Ausstrahlungsdatum: Donnerstag, 22. Juni 2017, 22.25 Uhr, SRF 1

Seit Jahren werden sie gepriesen als die Zukunft des Autofahrens. Selbstfahrende Autos. Auf unseren Strassen sind sie aber noch nicht, denn die Innenstädte konnten sie noch nicht bezwingen. Das soll sich ändern. Die Schweiz mischt in der Forschung vorne mit, und «Einstein» begleitet zehn ETH-Studenten, die selber ein selbstfahrendes Auto kreieren.

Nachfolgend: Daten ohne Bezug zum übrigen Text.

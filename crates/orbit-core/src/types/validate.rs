//! Boundary validation for the normalized model
//!
//! Malformed sessions and events are rejected before they reach consumers;
//! every violated field is reported in one pass.

use super::{NormalizedEvent, NormalizedSession, TOKEN_CEILING};
use crate::error::ValidationFailure;
use serde_json::Value;

/// Validate a normalized session before it leaves an adapter
pub fn validate_session(session: &NormalizedSession) -> Result<(), ValidationFailure> {
    let mut failure = ValidationFailure::new();

    if session.provider_id.trim().is_empty() {
        failure.push("providerId", "must be a non-empty string");
    }
    if session.session_id.trim().is_empty() {
        failure.push("sessionId", "must be a non-empty string");
    }
    if session.created_at > chrono::Utc::now() + chrono::Duration::days(1) {
        failure.push("createdAt", "timestamp is in the future");
    }
    if session.updated_at < session.created_at {
        failure.push("updatedAt", "must not precede createdAt");
    }
    if let Some(metadata) = &session.metadata {
        check_plain_map("metadata", metadata, &mut failure);
    }
    if session.raw.is_null() {
        failure.push("raw", "original provider payload must be retained");
    }

    failure.into_result()
}

/// Validate a raw session payload's metadata field before normalization.
///
/// Arrays, null, scalars, and objects nested with non-plain values are all
/// rejected; only a plain key-value map passes.
pub fn validate_metadata_value(value: &Value) -> Result<(), ValidationFailure> {
    let mut failure = ValidationFailure::new();
    match value {
        Value::Object(map) => check_plain_map("metadata", map, &mut failure),
        Value::Null => failure.push("metadata", "must be a plain key-value map, got null"),
        Value::Array(_) => failure.push("metadata", "must be a plain key-value map, got array"),
        other => failure.push(
            "metadata",
            format!("must be a plain key-value map, got {}", type_name(other)),
        ),
    }
    failure.into_result()
}

/// Validate a normalized event before it is emitted
pub fn validate_event(event: &NormalizedEvent) -> Result<(), ValidationFailure> {
    let mut failure = ValidationFailure::new();

    if event.provider_id.trim().is_empty() {
        failure.push("providerId", "must be a non-empty string");
    }
    if event.session_id.trim().is_empty() {
        failure.push("sessionId", "must be a non-empty string");
    }
    if event.id.trim().is_empty() {
        failure.push("id", "must be a non-empty string");
    }
    if let Some(parent) = &event.parent_id {
        if parent == &event.id {
            failure.push("parentId", "event cannot be its own parent");
        }
    }
    if let Some(payload) = &event.payload {
        check_plain_map("payload", payload, &mut failure);
    }
    if let Some(usage) = &event.usage {
        if usage.prompt_tokens > TOKEN_CEILING {
            failure.push("usage.promptTokens", "exceeds sane upper bound");
        }
        if usage.completion_tokens > TOKEN_CEILING {
            failure.push("usage.completionTokens", "exceeds sane upper bound");
        }
        if usage.total_tokens > TOKEN_CEILING {
            failure.push("usage.totalTokens", "exceeds sane upper bound");
        }
    }
    if event.raw.is_null() {
        failure.push("raw", "original provider payload must be retained");
    }

    failure.into_result()
}

/// Parse an RFC 3339 timestamp field, recording a violation on failure
pub fn parse_timestamp(
    field: &str,
    value: Option<&Value>,
    failure: &mut ValidationFailure,
) -> Option<chrono::DateTime<chrono::Utc>> {
    match value {
        None => None,
        Some(Value::String(s)) => match chrono::DateTime::parse_from_rfc3339(s) {
            Ok(ts) => Some(ts.with_timezone(&chrono::Utc)),
            Err(e) => {
                failure.push(field, format!("invalid timestamp: {}", e));
                None
            }
        },
        Some(other) => {
            failure.push(field, format!("expected timestamp string, got {}", type_name(other)));
            None
        }
    }
}

fn check_plain_map(
    field: &str,
    map: &serde_json::Map<String, Value>,
    failure: &mut ValidationFailure,
) {
    for (key, value) in map {
        match value {
            Value::Null | Value::Bool(_) | Value::Number(_) | Value::String(_) => {}
            Value::Object(_) | Value::Array(_) => {
                // One level of structure is tolerated only when it is
                // itself JSON-serializable data, not class-like exotica;
                // arrays of scalars and plain nested objects pass.
                if !is_plain_value(value) {
                    failure.push(
                        format!("{}.{}", field, key),
                        "nested value is not plain data",
                    );
                }
            }
        }
    }
}

fn is_plain_value(value: &Value) -> bool {
    match value {
        Value::Null | Value::Bool(_) | Value::Number(_) | Value::String(_) => true,
        Value::Array(items) => items.iter().all(is_plain_value),
        Value::Object(map) => map.values().all(is_plain_value),
    }
}

fn type_name(value: &Value) -> &'static str {
    match value {
        Value::Null => "null",
        Value::Bool(_) => "boolean",
        Value::Number(_) => "number",
        Value::String(_) => "string",
        Value::Array(_) => "array",
        Value::Object(_) => "object",
    }
}

#[cfg(test)]
mod tests {
    use super::*;
    use crate::types::{
        EventCategory, ProviderCapabilities, SessionStatus, TokenUsage,
    };
    use serde_json::json;

    fn valid_session() -> NormalizedSession {
        let now = chrono::Utc::now();
        NormalizedSession {
            provider_id: "acp-claude".to_string(),
            session_id: "sess-1".to_string(),
            title: "title".to_string(),
            project: None,
            status: SessionStatus::Idle,
            created_at: now,
            updated_at: now,
            preview: None,
            capabilities: ProviderCapabilities::full(),
            metadata: None,
            raw: json!({}),
        }
    }

    fn valid_event() -> NormalizedEvent {
        NormalizedEvent {
            provider_id: "acp-claude".to_string(),
            session_id: "sess-1".to_string(),
            id: "sess-1#1".to_string(),
            category: EventCategory::AgentMessage,
            timestamp: chrono::Utc::now(),
            parent_id: None,
            text: None,
            payload: None,
            usage: None,
            raw: json!({"ok": true}),
        }
    }

    #[test]
    fn test_valid_inputs_pass() {
        assert!(validate_session(&valid_session()).is_ok());
        assert!(validate_event(&valid_event()).is_ok());
    }

    #[test]
    fn test_empty_ids_rejected_by_name() {
        let mut session = valid_session();
        session.session_id = "".to_string();
        session.provider_id = "  ".to_string();

        let failure = validate_session(&session).unwrap_err();
        assert!(failure.contains_field("sessionId"));
        assert!(failure.contains_field("providerId"));
        assert_eq!(failure.errors.len(), 2);
    }

    #[test]
    fn test_updated_before_created_rejected() {
        let mut session = valid_session();
        session.updated_at = session.created_at - chrono::Duration::seconds(5);

        let failure = validate_session(&session).unwrap_err();
        assert!(failure.contains_field("updatedAt"));
    }

    #[test]
    fn test_metadata_array_rejected() {
        assert!(validate_metadata_value(&json!({"k": "v"})).is_ok());

        let failure = validate_metadata_value(&json!(["a", "b"])).unwrap_err();
        assert!(failure.contains_field("metadata"));

        let failure = validate_metadata_value(&json!(null)).unwrap_err();
        assert!(failure.contains_field("metadata"));
    }

    #[test]
    fn test_invalid_timestamp_reported() {
        let mut failure = ValidationFailure::new();
        let parsed = parse_timestamp("createdAt", Some(&json!("yesterday")), &mut failure);
        assert!(parsed.is_none());
        assert!(failure.contains_field("createdAt"));

        let mut failure = ValidationFailure::new();
        let parsed = parse_timestamp(
            "createdAt",
            Some(&json!("2026-08-06T10:30:00Z")),
            &mut failure,
        );
        assert!(parsed.is_some());
        assert!(failure.is_empty());
    }

    #[test]
    fn test_self_parent_rejected() {
        let mut event = valid_event();
        event.parent_id = Some(event.id.clone());

        let failure = validate_event(&event).unwrap_err();
        assert!(failure.contains_field("parentId"));
    }

    #[test]
    fn test_corrupt_token_counts_rejected() {
        let mut event = valid_event();
        event.usage = Some(TokenUsage {
            prompt_tokens: TOKEN_CEILING + 1,
            completion_tokens: 10,
            total_tokens: TOKEN_CEILING + 11,
            cost: None,
            model: None,
        });

        let failure = validate_event(&event).unwrap_err();
        assert!(failure.contains_field("usage.promptTokens"));
        assert!(failure.contains_field("usage.totalTokens"));
        assert!(!failure.contains_field("usage.completionTokens"));
    }

    #[test]
    fn test_missing_raw_rejected() {
        let mut event = valid_event();
        event.raw = Value::Null;

        let failure = validate_event(&event).unwrap_err();
        assert!(failure.contains_field("raw"));
    }
}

Kathrin Hönegger moderiert die Sendung.

Der Klausenpass
Alle grossen Autobauer tüfteln seit Jahren an autonom fahrenden Autos. Zehn ETH-Studenten bauen ihr eigenes autonomes Auto, innerhalb weniger Wochen. Ihr Ziel: ein selbstfahrendes Rennauto. «Einstein» ist dabei, wenn die zehn ETH-Studenten den Klausenpass bezwingen.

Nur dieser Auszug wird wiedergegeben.